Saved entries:
=== Begin Enclosure ===
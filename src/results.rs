//! Result ledger and run log.
//!
//! Every (isoform, threshold) iteration produces one [`ResultColumn`], an
//! ordered list of named [`MetricBlock`]s. The [`ResultLedger`] keeps columns
//! in sweep order and flattens them into a wide CSV: `block`, `metric`, then
//! one column per iteration. Rows are the union of `(block, metric)` pairs in
//! first-seen order; cells an iteration never produced are left empty.
//!
//! The [`RunLog`] is the append-only text companion to the table.
use std::collections::HashSet;
use std::fs::{self, OpenOptions};
use std::io::{self, Write};
use std::path::{Path, PathBuf};

use chrono::Local;
use log::info;

use crate::error::Result;

/// One named group of metrics, e.g. `RF` or `Data Sizes`.
#[derive(Debug, Clone, PartialEq)]
pub struct MetricBlock {
    /// Block name, the first column of the results table.
    pub name: String,
    /// Metric name/value pairs in insertion order.
    pub entries: Vec<(String, String)>,
}

impl MetricBlock {
    /// Block with the given entries.
    pub fn new(name: impl Into<String>, entries: Vec<(String, String)>) -> Self {
        Self {
            name: name.into(),
            entries,
        }
    }

    /// Sentinel for a model that raised during fit or scoring.
    pub fn failed(name: impl Into<String>, error: impl ToString) -> Self {
        Self::new(
            name,
            vec![
                ("status".into(), "failed".into()),
                ("error".into(), error.to_string()),
            ],
        )
    }

    /// Sentinel for an enabled model with no trainer behind it.
    pub fn unavailable(name: impl Into<String>) -> Self {
        Self::new(name, vec![("status".into(), "unavailable".into())])
    }

    /// Value recorded under `key`.
    pub fn get(&self, key: &str) -> Option<&str> {
        self.entries
            .iter()
            .find(|(k, _)| k == key)
            .map(|(_, v)| v.as_str())
    }
}

/// All blocks recorded for one iteration, keyed by `"{isoform}-{threshold}"`.
#[derive(Debug, Clone, PartialEq)]
pub struct ResultColumn {
    /// Column header, `{isoform}-{threshold}`.
    pub name: String,
    /// Blocks in recording order.
    pub blocks: Vec<MetricBlock>,
}

impl ResultColumn {
    /// Empty column.
    pub fn new(name: impl Into<String>) -> Self {
        Self {
            name: name.into(),
            blocks: Vec::new(),
        }
    }

    /// Placeholder column for an iteration that could not run.
    pub fn skipped(name: impl Into<String>, reason: impl ToString) -> Self {
        let mut col = Self::new(name);
        col.push(MetricBlock::new(
            "Status",
            vec![
                ("status".into(), "skipped".into()),
                ("reason".into(), reason.to_string()),
            ],
        ));
        col
    }

    /// Append a block.
    pub fn push(&mut self, block: MetricBlock) {
        self.blocks.push(block);
    }

    /// First block called `name`.
    pub fn block(&self, name: &str) -> Option<&MetricBlock> {
        self.blocks.iter().find(|b| b.name == name)
    }

    /// Value of `key` inside block `block`.
    pub fn value(&self, block: &str, key: &str) -> Option<&str> {
        self.block(block).and_then(|b| b.get(key))
    }

    /// Plain-text rendering for the run log.
    pub fn render(&self) -> String {
        let mut out = format!("[{}]\n", self.name);
        for block in &self.blocks {
            out.push_str(&format!("  {}\n", block.name));
            for (k, v) in &block.entries {
                out.push_str(&format!("    {k}: {v}\n"));
            }
        }
        out
    }
}

/// Columns in sweep order.
#[derive(Debug, Clone, Default)]
pub struct ResultLedger {
    columns: Vec<ResultColumn>,
}

impl ResultLedger {
    /// Empty ledger.
    pub fn new() -> Self {
        Self::default()
    }

    /// Append a finished iteration.
    pub fn push(&mut self, column: ResultColumn) {
        self.columns.push(column);
    }

    /// Columns in sweep order.
    pub fn columns(&self) -> &[ResultColumn] {
        &self.columns
    }

    /// Number of columns.
    pub fn len(&self) -> usize {
        self.columns.len()
    }

    /// Whether nothing was recorded.
    pub fn is_empty(&self) -> bool {
        self.columns.is_empty()
    }

    /// `(block, metric)` row keys in first-seen order.
    pub fn row_keys(&self) -> Vec<(String, String)> {
        let mut seen = HashSet::new();
        let mut keys = Vec::new();
        for col in &self.columns {
            for block in &col.blocks {
                for (k, _) in &block.entries {
                    let key = (block.name.clone(), k.clone());
                    if seen.insert(key.clone()) {
                        keys.push(key);
                    }
                }
            }
        }
        keys
    }

    /// Write the wide table to any writer.
    pub fn write_csv<W: Write>(&self, writer: W) -> Result<()> {
        let mut wtr = csv::Writer::from_writer(writer);
        let mut header = vec!["block".to_string(), "metric".to_string()];
        header.extend(self.columns.iter().map(|c| c.name.clone()));
        wtr.write_record(&header)?;

        for (block, metric) in self.row_keys() {
            let mut row = vec![block.clone(), metric.clone()];
            row.extend(
                self.columns
                    .iter()
                    .map(|c| c.value(&block, &metric).unwrap_or_default().to_string()),
            );
            wtr.write_record(&row)?;
        }
        wtr.flush()?;
        Ok(())
    }

    /// Overwrite `path` with the current table.
    pub fn persist<P: AsRef<Path>>(&self, path: P) -> Result<()> {
        let path = path.as_ref();
        if let Some(parent) = path.parent() {
            fs::create_dir_all(parent)?;
        }
        let file = fs::File::create(path)?;
        self.write_csv(io::BufWriter::new(file))?;
        info!("results table ({} columns) -> {}", self.len(), path.display());
        Ok(())
    }
}

/// Append-only text log of one sweep.
#[derive(Debug, Clone)]
pub struct RunLog {
    path: PathBuf,
}

fn timestamp() -> String {
    Local::now().format("%Y-%m-%d %H:%M:%S").to_string()
}

impl RunLog {
    /// Open (or create) the log and write the start banner.
    pub fn start<P: Into<PathBuf>>(path: P, project: &str) -> Result<Self> {
        let log = Self { path: path.into() };
        if let Some(parent) = log.path.parent() {
            fs::create_dir_all(parent)?;
        }
        log.append(&format!("==== {project} ====\nstart: {}\n", timestamp()))?;
        Ok(log)
    }

    /// Location of the log file.
    pub fn path(&self) -> &Path {
        &self.path
    }

    /// Append one line.
    pub fn append(&self, text: &str) -> Result<()> {
        let mut file = OpenOptions::new().create(true).append(true).open(&self.path)?;
        writeln!(file, "{text}")?;
        Ok(())
    }

    /// Append the rendered blocks of a column.
    pub fn column(&self, column: &ResultColumn) -> Result<()> {
        self.append(&column.render())
    }

    /// End timestamp followed by the full table.
    pub fn finish(&self, ledger: &ResultLedger) -> Result<()> {
        let mut table = Vec::new();
        ledger.write_csv(&mut table)?;
        self.append(&format!(
            "end: {}\n{}",
            timestamp(),
            String::from_utf8_lossy(&table)
        ))
    }
}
=== End Enclosure ===
Go through the records above and return each line in which the word "pairs" occurs.

//! one column per iteration. Rows are the union of `(block, metric)` pairs in
    /// Metric name/value pairs in insertion order.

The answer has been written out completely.